Allo stesso modo, Mattarella ha fatto sentire il suo supporto dialogante anche per le tappe rilevanti della vita italiana, il tutto dosato in un numero che non supera le dita di una mano. Dall’intervista al Messaggero (“il quotidiano di Roma”) per l’avvio del Giubileo, a quella al Corriere della Sera sull’Expo di Milano, i cento anni dalla fine della Grande Guerra (dal titolo “L’amor di patria non è nazionalismo estremo”) e il settantesimo anniversario della Repubblica Italiana (“Il 2 giugno, un’Italia migliore”), Mattarella c’è. Addirittura come intervistatore. È stata infatti definita “un’intervista” la conversazione di Mattarella con “Astrosamanta” (l’astronauta Samantha Cristoforetti) del 2015. Mattarella dalla sede di Parigi dell’Agenzia Spaziale Europea, Cristoforetti, l’italiana a bordo della Stazione Spaziale Internazionale. Fece domande sul suo lavoro. Ma anche personali: «Ha mai incontrato nella sua carriera ostacoli e difficoltà nell’esser donna?».

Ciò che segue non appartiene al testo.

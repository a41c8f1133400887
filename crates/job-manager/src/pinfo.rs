//! Observability registry for in-flight submissions to either pool, backing
//! `top`/`job_info` (spec §4.1).

use merge_worker_proto::PInfo;
use std::collections::BTreeMap;
use std::sync::atomic::{AtomicU64, Ordering};
use std::sync::Mutex;
use std::time::Instant;

pub struct RunningJob {
    pub pinfo: PInfo,
    pub started_at: Instant,
}

#[derive(Default)]
pub struct JobRegistry {
    next_id: AtomicU64,
    running: Mutex<BTreeMap<u64, RunningJob>>,
}

/// A handle that removes its entry from the registry when dropped, so a
/// submission is tracked for exactly the lifetime of its future.
pub struct JobHandle<'a> {
    id: u64,
    registry: &'a JobRegistry,
}

impl Drop for JobHandle<'_> {
    fn drop(&mut self) {
        self.registry.running.lock().unwrap().remove(&self.id);
    }
}

impl JobRegistry {
    pub fn new() -> Self {
        Self::default()
    }

    pub fn track(&self, pinfo: PInfo) -> JobHandle<'_> {
        let id = self.next_id.fetch_add(1, Ordering::SeqCst);
        self.running.lock().unwrap().insert(
            id,
            RunningJob {
                pinfo,
                started_at: Instant::now(),
            },
        );
        JobHandle { id, registry: self }
    }

    /// Snapshot of currently running submissions, ordered by id (submission
    /// order), for `top`/`job_info`.
    pub fn snapshot(&self) -> Vec<(u64, PInfo, std::time::Duration)> {
        self.running
            .lock()
            .unwrap()
            .iter()
            .map(|(id, job)| (*id, job.pinfo.clone(), job.started_at.elapsed()))
            .collect()
    }
}
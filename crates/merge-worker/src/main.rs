//! Sidecar worker process spawned by the Job Manager's process pool
//! (SPEC_FULL §4.1.1). Reads one `WorkerRequest` per stdin line, merges the
//! batch it describes, and writes one `WorkerReply` per stdout line.
//! Mirrors this codebase's convention of a dedicated worker binary per
//! `cmd/*`, signaling readiness with a single printed line before serving.

use anyhow::Context;
use futures::TryStreamExt;
use mappers::MapperRegistry;
use merge_worker_proto::{MergeBatchTask, WorkerReply, WorkerRequest, WorkerResponse, WORKER_READY_LINE};
use mongodb::bson::{doc, Bson};
use mongodb::options::UpdateOptions;
use mongodb::Client;
use std::collections::HashMap;
use tokio::io::{AsyncBufReadExt, AsyncWriteExt, BufReader};

#[derive(Default)]
struct ClientCache {
    clients: HashMap<String, Client>,
}

impl ClientCache {
    async fn get_or_connect(&mut self, uri: &str) -> anyhow::Result<Client> {
        if let Some(client) = self.clients.get(uri) {
            return Ok(client.clone());
        }
        let client = Client::with_uri_str(uri)
            .await
            .context("connecting to document store")?;
        self.clients.insert(uri.to_string(), client.clone());
        Ok(client)
    }
}

#[tokio::main]
async fn main() -> anyhow::Result<()> {
    let subscriber = tracing_subscriber::FmtSubscriber::builder()
        .with_env_filter(tracing_subscriber::EnvFilter::from_default_env())
        .with_writer(std::io::stderr)
        .finish();
    tracing::subscriber::set_global_default(subscriber)
        .expect("setting tracing default failed");

    let mappers = MapperRegistry::new();
    let mut clients = ClientCache::default();
    let mut sys = sysinfo::System::new();
    let pid = sysinfo::get_current_pid().expect("current process has a pid");

    let mut lines = BufReader::new(tokio::io::stdin()).lines();
    let mut stdout = tokio::io::stdout();

    write_line(&mut stdout, WORKER_READY_LINE).await?;

    while let Some(line) = lines.next_line().await.context("reading from stdin")? {
        if line.trim().is_empty() {
            continue;
        }
        let request: WorkerRequest =
            serde_json::from_str(&line).context("parsing worker request")?;

        let response = handle_task(&mappers, &mut clients, request.task).await;

        sys.refresh_process(pid);
        let rss_bytes = sys.process(pid).map(|p| p.memory()).unwrap_or(0);

        let reply = WorkerReply { response, rss_bytes };
        let reply_line = serde_json::to_string(&reply).context("encoding worker reply")?;
        write_line(&mut stdout, &reply_line).await?;
    }

    Ok(())
}

async fn write_line(stdout: &mut tokio::io::Stdout, line: &str) -> anyhow::Result<()> {
    stdout.write_all(line.as_bytes()).await?;
    stdout.write_all(b"\n").await?;
    stdout.flush().await?;
    Ok(())
}

#[tracing::instrument(skip(mappers, clients, task), fields(batch_num = task.batch_num, source = %task.source_collection))]
async fn handle_task(
    mappers: &MapperRegistry,
    clients: &mut ClientCache,
    task: MergeBatchTask,
) -> WorkerResponse {
    match run_batch(mappers, clients, &task).await {
        Ok(merged_count) => WorkerResponse::Merged {
            batch_num: task.batch_num,
            merged_count,
        },
        Err(err) => {
            tracing::warn!(%err, "batch failed");
            let dump_file = write_crash_dump(&task, &err);
            WorkerResponse::Failed {
                batch_num: task.batch_num,
                message: err.to_string(),
                dump_file,
            }
        }
    }
}

async fn run_batch(
    mappers: &MapperRegistry,
    clients: &mut ClientCache,
    task: &MergeBatchTask,
) -> anyhow::Result<i64> {
    let source_client = clients.get_or_connect(&task.source_db_uri).await?;
    let target_client = if task.target_db_uri == task.source_db_uri {
        source_client.clone()
    } else {
        clients.get_or_connect(&task.target_db_uri).await?
    };

    let source_col: mongodb::Collection<mongodb::bson::Document> = source_client
        .database(&task.source_db_name)
        .collection(&task.source_collection);
    let target_col: mongodb::Collection<mongodb::bson::Document> = target_client
        .database(&task.target_db_name)
        .collection(&task.target_collection);

    let ids: Vec<Bson> = task
        .ids
        .iter()
        .map(mongodb::bson::to_bson)
        .collect::<Result<_, _>>()
        .context("decoding batch ids")?;

    let mut cursor = source_col
        .find(doc! { "_id": { "$in": ids } }, None)
        .await
        .context("reading source batch")?;
    let mut docs = Vec::new();
    while let Some(doc) = cursor.try_next().await.context("reading source document")? {
        docs.push(doc);
    }

    let mapper = mappers
        .resolve(&task.mapper)
        .await
        .context("resolving mapper")?;
    let mapped = mapper.process(docs).context("applying mapper")?;

    let mut merged_count = 0i64;
    for mut doc in mapped {
        let id = doc
            .remove("_id")
            .context("mapped document missing _id")?;
        let opts = UpdateOptions::builder().upsert(task.upsert).build();
        let result = target_col
            .update_one(doc! { "_id": id }, doc! { "$set": doc }, opts)
            .await
            .context("writing target document")?;
        if result.modified_count > 0 || result.upserted_id.is_some() {
            merged_count += 1;
        }
    }

    Ok(merged_count)
}

/// Writes `build_<target>_<source>_batch_<n>.json` to the worker's current
/// directory for post-mortem, per SPEC_FULL §7.1. Best-effort: a failure to
/// write the dump is logged but does not change the reported outcome.
fn write_crash_dump(task: &MergeBatchTask, err: &anyhow::Error) -> String {
    let filename = format!(
        "build_{}_{}_batch_{}.json",
        task.target_collection, task.source_collection, task.batch_num
    );
    let chain: Vec<String> = err.chain().map(ToString::to_string).collect();
    let dump = serde_json::json!({
        "task": task,
        "error": err.to_string(),
        "error_chain": chain,
        "error_debug": format!("{err:?}"),
    });
    match serde_json::to_vec_pretty(&dump) {
        Ok(body) => {
            if let Err(write_err) = std::fs::write(&filename, body) {
                tracing::error!(%write_err, file = %filename, "failed to write crash dump");
            }
        }
        Err(encode_err) => {
            tracing::error!(%encode_err, "failed to encode crash dump");
        }
    }
    filename
}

Adesso che l’Italia è attraversata dalla crisi epidemiologica ed economica, l’anniversario dantesco è l’occasione scelta per ribadire su cosa deve puntare l’Italia: dal valore delle donne al meridionalismo ispirato al riconoscimento di Dante «della scuola siciliana», alla solidarietà. Il poeta, ha detto, ha lasciato un insegnamento e un esempio che «vale per chi è impegnato in politica, ma vale per tutti: la sua coerenza». Dinanzi al giornalista che gli ha chiesto di paragonare l’Italia di oggi al Medioevo in cui ha vissuto il poeta, Mattarella ha bocciato il tentativo di sovrainterpretazione. Ammirazione sì, pessimismo per traslato no: «Devo dirle che non mi ha mai convinto il tentativo di attualizzare personaggi ed epoche storiche diverse. Eviterei, quindi, analogie tra l’Italia di Dante, uomo del Medioevo, e l’Italia di oggi. Ci separano settecento anni, un tempo incommensurabile». Poi la conclusione: «Dante è mosso dalla convinzione, altamente morale, che andare contro la propria coscienza renderebbe effimero il risultato eventualmente ottenuto». E più non dimandare, direbbe il sommo.